__Your objective__. Find every line below with the word "WaitingForResource". Then give only how many there are.

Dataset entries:

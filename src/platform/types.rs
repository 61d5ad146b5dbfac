use serde::{Deserialize, Serialize};
use std::fmt;

/// A repository on the remote platform, addressed by an opaque identifier.
///
/// The identifier is whatever the platform accepts in its project routes: a numeric
/// id (`"4242"`) or a namespaced path (`"payments/ledger"`).
#[derive(Debug, Clone, PartialEq, Eq, Hash, Serialize, Deserialize)]
pub struct Project {
    pub id: String,
    #[serde(default)]
    pub name: Option<String>,
}

impl Project {
    pub fn new(id: impl Into<String>) -> Self {
        Self {
            id: id.into(),
            name: None,
        }
    }

    pub fn named(id: impl Into<String>, name: impl Into<String>) -> Self {
        Self {
            id: id.into(),
            name: Some(name.into()),
        }
    }

    /// Name shown in logs and summaries, falling back to the id.
    pub fn display_name(&self) -> &str {
        self.name.as_deref().unwrap_or(&self.id)
    }
}

impl fmt::Display for Project {
    fn fmt(&self, f: &mut fmt::Formatter<'_>) -> fmt::Result {
        match &self.name {
            Some(name) if name != &self.id => write!(f, "{} ({})", name, self.id),
            _ => write!(f, "{}", self.id),
        }
    }
}

#[derive(Debug, Clone, PartialEq, Eq)]
pub struct Branch {
    pub name: String,
    pub commit_sha: Option<String>,
}

/// A pending whole-file replacement.
#[derive(Debug, Clone, PartialEq, Eq)]
pub struct FileAction {
    pub path: String,
    pub new_content: String,
}

#[derive(Debug, Clone, PartialEq, Eq)]
pub struct CommitRequest {
    pub branch: String,
    pub message: String,
    pub actions: Vec<FileAction>,
}

#[derive(Debug, Clone, PartialEq, Eq)]
pub struct CommitInfo {
    pub sha: String,
    pub short_sha: String,
}

#[derive(Debug, Clone, PartialEq, Eq)]
pub struct MergeRequest {
    /// Project-scoped merge request number.
    pub iid: u64,
    pub source_branch: String,
    pub target_branch: String,
    pub title: String,
    pub web_url: Option<String>,
}

#[derive(Debug, Clone, PartialEq, Eq)]
pub struct Tag {
    pub name: String,
    pub commit_sha: Option<String>,
}

/// Result of creating a tag, including the pipeline the creation spawned, if any.
#[derive(Debug, Clone, PartialEq, Eq)]
pub struct CreatedTag {
    pub name: String,
    pub commit_sha: Option<String>,
    pub pipeline_id: Option<u64>,
}

/// Pipeline status as reported by the platform.
#[derive(Debug, Clone, PartialEq, Eq, Hash)]
pub enum PipelineStatus {
    Created,
    WaitingForResource,
    Preparing,
    Pending,
    Running,
    Success,
    Failed,
    Canceled,
    Skipped,
    Manual,
    Scheduled,
    Unknown(String),
}

impl PipelineStatus {
    pub fn as_str(&self) -> &str {
        match self {
            PipelineStatus::Created => "created",
            PipelineStatus::WaitingForResource => "waiting_for_resource",
            PipelineStatus::Preparing => "preparing",
            PipelineStatus::Pending => "pending",
            PipelineStatus::Running => "running",
            PipelineStatus::Success => "success",
            PipelineStatus::Failed => "failed",
            PipelineStatus::Canceled => "canceled",
            PipelineStatus::Skipped => "skipped",
            PipelineStatus::Manual => "manual",
            PipelineStatus::Scheduled => "scheduled",
            PipelineStatus::Unknown(other) => other,
        }
    }
}

impl From<&str> for PipelineStatus {
    fn from(status: &str) -> Self {
        match status {
            "created" => PipelineStatus::Created,
            "waiting_for_resource" => PipelineStatus::WaitingForResource,
            "preparing" => PipelineStatus::Preparing,
            "pending" => PipelineStatus::Pending,
            "running" => PipelineStatus::Running,
            "success" => PipelineStatus::Success,
            "failed" => PipelineStatus::Failed,
            "canceled" | "cancelled" => PipelineStatus::Canceled,
            "skipped" => PipelineStatus::Skipped,
            "manual" => PipelineStatus::Manual,
            "scheduled" => PipelineStatus::Scheduled,
            _ => PipelineStatus::Unknown(status.to_string()),
        }
    }
}

impl fmt::Display for PipelineStatus {
    fn fmt(&self, f: &mut fmt::Formatter<'_>) -> fmt::Result {
        f.write_str(self.as_str())
    }
}

#[derive(Debug, Clone, PartialEq, Eq)]
pub struct Pipeline {
    pub id: u64,
    pub status: PipelineStatus,
    pub git_ref: Option<String>,
    pub web_url: Option<String>,
    pub created_at: Option<chrono::DateTime<chrono::Utc>>,
}

#[derive(Debug, Clone, PartialEq, Eq)]
pub enum JobStatus {
    Created,
    Pending,
    Running,
    Success,
    Failed,
    Canceled,
    Skipped,
    Manual,
    Unknown(String),
}

impl From<&str> for JobStatus {
    fn from(status: &str) -> Self {
        match status {
            "created" => JobStatus::Created,
            "pending" => JobStatus::Pending,
            "running" => JobStatus::Running,
            "success" => JobStatus::Success,
            "failed" => JobStatus::Failed,
            "canceled" | "cancelled" => JobStatus::Canceled,
            "skipped" => JobStatus::Skipped,
            "manual" => JobStatus::Manual,
            _ => JobStatus::Unknown(status.to_string()),
        }
    }
}

impl fmt::Display for JobStatus {
    fn fmt(&self, f: &mut fmt::Formatter<'_>) -> fmt::Result {
        let s = match self {
            JobStatus::Created => "created",
            JobStatus::Pending => "pending",
            JobStatus::Running => "running",
            JobStatus::Success => "success",
            JobStatus::Failed => "failed",
            JobStatus::Canceled => "canceled",
            JobStatus::Skipped => "skipped",
            JobStatus::Manual => "manual",
            JobStatus::Unknown(other) => other,
        };
        f.write_str(s)
    }
}

#[derive(Debug, Clone, PartialEq, Eq)]
pub struct Job {
    pub id: u64,
    pub name: String,
    pub status: JobStatus,
}

impl Job {
    pub fn is_manual(&self) -> bool {
        self.status == JobStatus::Manual
    }
}

#[cfg(test)]
mod tests {
    use super::*;

    #[test]
    fn test_pipeline_status_parsing_preserves_unknown_values() {
        assert_eq!(PipelineStatus::from("success"), PipelineStatus::Success);
        assert_eq!(PipelineStatus::from("cancelled"), PipelineStatus::Canceled);
        let odd = PipelineStatus::from("blocked");
        assert_eq!(odd, PipelineStatus::Unknown("blocked".to_string()));
        assert_eq!(odd.to_string(), "blocked");
    }

    #[test]
    fn test_project_display_prefers_name() {
        assert_eq!(Project::named("42", "ledger").to_string(), "ledger (42)");
        assert_eq!(Project::new("42").to_string(), "42");
        assert_eq!(Project::new("42").display_name(), "42");
    }
}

__Task answer__. 3